/---

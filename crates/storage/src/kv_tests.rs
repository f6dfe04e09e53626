use super::*;
use serde_json::json;

#[test]
fn set_then_get_round_trips() {
    let store = InMemoryKeyValueStore::default();
    store.set("credential_c1", json!({"user": "alice"})).unwrap();
    assert_eq!(
        store.get("credential_c1").unwrap(),
        Some(json!({"user": "alice"}))
    );
}

#[test]
fn missing_key_is_none() {
    let store = InMemoryKeyValueStore::default();
    assert_eq!(store.get("nope").unwrap(), None);
}

#[test]
fn delete_removes_key() {
    let store = InMemoryKeyValueStore::default();
    store.set("k", json!(1)).unwrap();
    store.delete("k").unwrap();
    assert_eq!(store.get("k").unwrap(), None);
}

#[test]
fn file_store_opens_empty_when_no_snapshot_exists() {
    let dir = tempfile::tempdir().unwrap();
    let store = FileKeyValueStore::open(dir.path().join("kv.json")).unwrap();
    assert_eq!(store.get("anything").unwrap(), None);
}

#[test]
fn file_store_round_trips_set_get_delete() {
    let dir = tempfile::tempdir().unwrap();
    let store = FileKeyValueStore::open(dir.path().join("kv.json")).unwrap();
    store
        .set("credential_c1", json!({"user": "alice"}))
        .unwrap();
    assert_eq!(
        store.get("credential_c1").unwrap(),
        Some(json!({"user": "alice"}))
    );
    store.delete("credential_c1").unwrap();
    assert_eq!(store.get("credential_c1").unwrap(), None);
}

#[test]
fn file_store_persists_across_reopen() {
    let dir = tempfile::tempdir().unwrap();
    let path = dir.path().join("kv.json");
    {
        let store = FileKeyValueStore::open(&path).unwrap();
        store.set("globus_task_t1", json!("label")).unwrap();
    }
    let reopened = FileKeyValueStore::open(&path).unwrap();
    assert_eq!(
        reopened.get("globus_task_t1").unwrap(),
        Some(json!("label"))
    );
}
// SPDX-License-Identifier: BUSL-1.1
// Copyright (c) 2026 Alfred Jean LLC

use thiserror::Error;

/// Errors from the repository and key-value layers.
#[derive(Debug, Error)]
pub enum StorageError {
    #[error("not found: {0}")]
    NotFound(String),
    #[error("io error: {0}")]
    Io(#[from] std::io::Error),
    #[error("serialization error: {0}")]
    Json(#[from] serde_json::Error),
}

\---

Task | List every line above containing the word "repository".

Answer below |
repository f6dfe04e09e53626
/// Errors from the repository and key-value layers.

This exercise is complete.